What this task involves:
Scan the entries and copy each line where the word "trait" is present.

━━━━━━━━━━━━━━━━━━━━━━━━━━━━━━

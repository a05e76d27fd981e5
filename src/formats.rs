//! String format recognition
//!
//! The converter and the inference pass both need to decide whether a string
//! is a date, a time, a date-time, or a URI. That capability is a trait so
//! the recognizer can be swapped; the shipped implementation is regex-based
//! with a configurable date order.

use once_cell::sync::Lazy;
use regex::Regex;
use url::Url;

static ISO_DATE: Lazy<Regex> = Lazy::new(|| Regex::new(r"^\d{4}-\d{2}-\d{2}$").unwrap());

static DAY_FIRST_DATE: Lazy<Regex> = Lazy::new(|| {
    Regex::new(r"^(0?[1-9]|[12][0-9]|3[01])[/.](0?[1-9]|1[0-2])[/.]\d{4}$").unwrap()
});

static MONTH_FIRST_DATE: Lazy<Regex> = Lazy::new(|| {
    Regex::new(r"^(0?[1-9]|1[0-2])[/.](0?[1-9]|[12][0-9]|3[01])[/.]\d{4}$").unwrap()
});

static TIME_24H: Lazy<Regex> =
    Lazy::new(|| Regex::new(r"^([0-1]?[0-9]|2[0-3]):([0-5][0-9])(:[0-5][0-9])?$").unwrap());

static TIME_12H: Lazy<Regex> = Lazy::new(|| {
    Regex::new(r"^(0?[0-9]|1[01]):([0-5][0-9]) (AM|PM|a\.m\.|p\.m\.)$").unwrap()
});

static ISO_DATE_TIME: Lazy<Regex> = Lazy::new(|| {
    Regex::new(r"^\d{4}-\d{2}-\d{2}T\d{2}:\d{2}:\d{2}(\.\d+)?(Z|[+-]\d{2}:\d{2})?$").unwrap()
});

/// Capability set consumed by the converter and the inference pass
pub trait StringFormatRecognizer {
    /// Does the string denote a calendar date?
    fn is_date(&self, s: &str) -> bool;

    /// Does the string denote a time of day?
    fn is_time(&self, s: &str) -> bool;

    /// Does the string denote a combined date and time?
    fn is_date_time(&self, s: &str) -> bool;

    /// Does the string denote an http/https/ftp URI?
    fn is_uri(&self, s: &str) -> bool;
}

/// Which side of a numeric date comes first
#[derive(Debug, Clone, Copy, PartialEq, Eq, Default)]
pub enum DateOrder {
    /// `31.12.2023` / `31/12/2023` (the reference behavior)
    #[default]
    DayFirst,
    /// `12.31.2023` / `12/31/2023`
    MonthFirst,
}

/// Regex-backed recognizer
///
/// Accepted formats:
/// - dates: ISO `yyyy-mm-dd`, plus numeric `d.m.yyyy` or `d/m/yyyy` in the
///   configured [`DateOrder`]
/// - times: 24-hour `hh:mm` with optional `:ss`, and 12-hour `h:mm` followed
///   by `AM`/`PM`/`a.m.`/`p.m.`
/// - date-times: ISO 8601 `yyyy-mm-ddThh:mm:ss` with optional fraction and
///   offset, or an accepted date, a single space, and an accepted time
/// - URIs: absolute `http`, `https` or `ftp` URLs with a dotted authority
#[derive(Debug, Clone, Copy, Default)]
pub struct RegexRecognizer {
    date_order: DateOrder,
}

impl RegexRecognizer {
    /// Create a recognizer with the default day-first date order
    pub fn new() -> Self {
        Self::default()
    }

    /// Create a recognizer with an explicit date order
    pub fn with_date_order(date_order: DateOrder) -> Self {
        Self { date_order }
    }

    fn numeric_date(&self) -> &'static Regex {
        match self.date_order {
            DateOrder::DayFirst => &DAY_FIRST_DATE,
            DateOrder::MonthFirst => &MONTH_FIRST_DATE,
        }
    }
}

impl StringFormatRecognizer for RegexRecognizer {
    fn is_date(&self, s: &str) -> bool {
        ISO_DATE.is_match(s) || self.numeric_date().is_match(s)
    }

    fn is_time(&self, s: &str) -> bool {
        TIME_24H.is_match(s) || TIME_12H.is_match(s)
    }

    fn is_date_time(&self, s: &str) -> bool {
        if ISO_DATE_TIME.is_match(s) {
            return true;
        }

        match s.split_once(' ') {
            Some((date, time)) => self.is_date(date) && self.is_time(time),
            None => false,
        }
    }

    fn is_uri(&self, s: &str) -> bool {
        let parsed = match Url::parse(s) {
            Ok(url) => url,
            Err(_) => return false,
        };

        matches!(parsed.scheme(), "http" | "https" | "ftp")
            && parsed.host_str().is_some_and(|h| h.contains('.'))
    }
}

#[cfg(test)]
mod tests {
    use super::*;

    #[test]
    fn test_is_date() {
        let rec = RegexRecognizer::new();

        assert!(rec.is_date("01.02.2023"));
        assert!(rec.is_date("31/12/2023"));
        assert!(rec.is_date("2023-12-31"));

        assert!(!rec.is_date("32.01.2023"));
        assert!(!rec.is_date("hello"));
        assert!(!rec.is_date("01.13.2023"));
    }

    #[test]
    fn test_date_order() {
        let us = RegexRecognizer::with_date_order(DateOrder::MonthFirst);

        assert!(us.is_date("12/31/2023"));
        assert!(!us.is_date("31/12/2023"));
    }

    #[test]
    fn test_is_time() {
        let rec = RegexRecognizer::new();

        assert!(rec.is_time("14:30"));
        assert!(rec.is_time("14:30:59"));
        assert!(rec.is_time("2:05 PM"));
        assert!(rec.is_time("11:59 p.m."));

        assert!(!rec.is_time("24:00"));
        assert!(!rec.is_time("14:60"));
    }

    #[test]
    fn test_is_date_time() {
        let rec = RegexRecognizer::new();

        assert!(rec.is_date_time("2023-12-31T23:59:59Z"));
        assert!(rec.is_date_time("01.02.2023 14:30"));

        assert!(!rec.is_date_time("01.02.2023"));
        assert!(!rec.is_date_time("14:30"));
    }

    #[test]
    fn test_is_uri() {
        let rec = RegexRecognizer::new();

        assert!(rec.is_uri("https://example.com/a"));
        assert!(rec.is_uri("ftp://files.example.org/pub"));

        assert!(!rec.is_uri("example.com"));
        assert!(!rec.is_uri("mailto:user@example.com"));
        assert!(!rec.is_uri("not a uri"));
    }
}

━━━━━━━━━━━━━━━━━━━━━━━━━━━━━━

Exercise solution:
//! is a date, a time, a date-time, or a URI. That capability is a trait so
pub trait StringFormatRecognizer {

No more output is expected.